= Edouard Zeckendorf =

Edouard Zeckendorf (2 May 1901 - 16 May 1983) was a Belgian doctor, army officer and amateur mathematician. In mathematics, he is best known for his work on Fibonacci numbers and in particular for discovering (in 1939) and proving what is now known as Zeckendorf's theorem: every positive whole number is either a Fibonacci number or can be written as a sum of distinct non-consecutive Fibonacci numbers (and such a representation is unique).

==Early life==
Zeckendorf was born in Liège in 1901, to Henriette van Gelder and Abraham Zeckendorf. His Jewish father was a Dutch dentist. In the years 1912-1919, he was a pupil at the Royal Athenaeum of Liege, where his studies included Latin, Greek, German, English, mathematics, and drawing. In 1925, Zeckendorf graduated as a medical doctor from the University of Liège and joined the Belgian Army medical corps.

==Career==
Zeckendorf's entire career was spent in the army. He married Elsa Schwers in 1929, and by 1931 had added dental surgery to his qualifications.

Following the German invasion of Belgium in May 1940, Zeckendorf was taken prisoner and remained a prisoner of war until 1945. During this period, he provided medical care to other allied POWs.

Zeckendorf retired from the army in 1957 at the rank of colonel.

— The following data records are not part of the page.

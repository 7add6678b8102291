//! Save resampled series and vectors as CSV with RFC 3339 timestamps.
//!
//! Missing values are written as empty cells.

use std::{io::Write, path::Path};

use anyhow::Result;

use crate::{series::ResampledSeries, vector::VectorBucket};

fn cell(value: Option<f64>) -> String {
    value.map(|v| v.to_string()).unwrap_or_default()
}

pub fn write_lines<W: Write>(lines: &[ResampledSeries], out: W) -> Result<()> {
    let mut writer = csv::Writer::from_writer(out);
    writer.write_record(["bucket_start", "series", "value"])?;

    for line in lines {
        for bucket in &line.buckets {
            writer.write_record([
                bucket.start.to_rfc3339(),
                line.name.clone(),
                cell(bucket.value),
            ])?;
        }
    }
    writer.flush()?;

    Ok(())
}

pub fn write_vectors<W: Write>(vectors: &[VectorBucket], out: W) -> Result<()> {
    let mut writer = csv::Writer::from_writer(out);
    writer.write_record(["bucket_start", "x", "y"])?;

    for v in vectors {
        writer.write_record([v.start.to_rfc3339(), cell(v.x), cell(v.y)])?;
    }
    writer.flush()?;

    Ok(())
}

pub fn save_lines(lines: &[ResampledSeries], path: &Path) -> Result<()> {
    write_lines(lines, std::fs::File::create(path)?)
}

pub fn save_vectors(vectors: &[VectorBucket], path: &Path) -> Result<()> {
    write_vectors(vectors, std::fs::File::create(path)?)
}

// -- Tests -------------------------------------------------------------------

#[cfg(test)]
mod test {
    use chrono::{TimeZone, Utc};
    use chrono_tz::US::Pacific;

    use super::*;
    use crate::series::Bucket;

    #[test]
    fn should_write_missing_as_empty_cell() {
        let start = Utc
            .with_ymd_and_hms(2024, 1, 2, 8, 0, 0)
            .unwrap()
            .with_timezone(&Pacific);
        let lines = vec![ResampledSeries {
            name: "AOD_500nm".to_string(),
            buckets: vec![
                Bucket {
                    start,
                    value: Some(0.25),
                },
                Bucket {
                    start: start + chrono::Duration::hours(1),
                    value: None,
                },
            ],
        }];
        let mut out = Vec::new();

        write_lines(&lines, &mut out).unwrap();

        let text = String::from_utf8(out).unwrap();
        assert_eq!(
            text,
            "bucket_start,series,value\n\
             2024-01-02T00:00:00-08:00,AOD_500nm,0.25\n\
             2024-01-02T01:00:00-08:00,AOD_500nm,\n"
        );
    }

    #[test]
    fn should_write_vectors() {
        let start = Utc
            .with_ymd_and_hms(2024, 7, 2, 8, 0, 0)
            .unwrap()
            .with_timezone(&Pacific);
        let vectors = vec![VectorBucket {
            start,
            x: Some(-3.5),
            y: None,
        }];
        let mut out = Vec::new();

        write_vectors(&vectors, &mut out).unwrap();

        let text = String::from_utf8(out).unwrap();
        assert_eq!(text, "bucket_start,x,y\n2024-07-02T01:00:00-07:00,-3.5,\n");
    }
}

His wife Elsa had died in 1944, while he was still a POW. In 1959, he married Marie Jeanne Lempereur. She, too, predeceased him, in 1977.

==Mathematics==
Starting after the war, Zeckendorf also published over 30 mathematical papers, for instance:
- "Étude fibonaccienne. Arrangements avec répétition de lettres a et de chaînes limitées de lettres b" (Mathesis.1949),
- "Étude fibonaccienne. De certaines coupes obliques parallèles dans les polytopes arithmétiques à (p−1) dimensions" (Mathesis, 1950),
- "Étude fibonaccienne" (Mathesis, 1951).

Many of his later papers appeared in the Bulletin de la Société Royale des Sciences de Liège.

In 1957, his work was recognised by the Societe Royale des Sciences de Liège when they elected him as an associate member.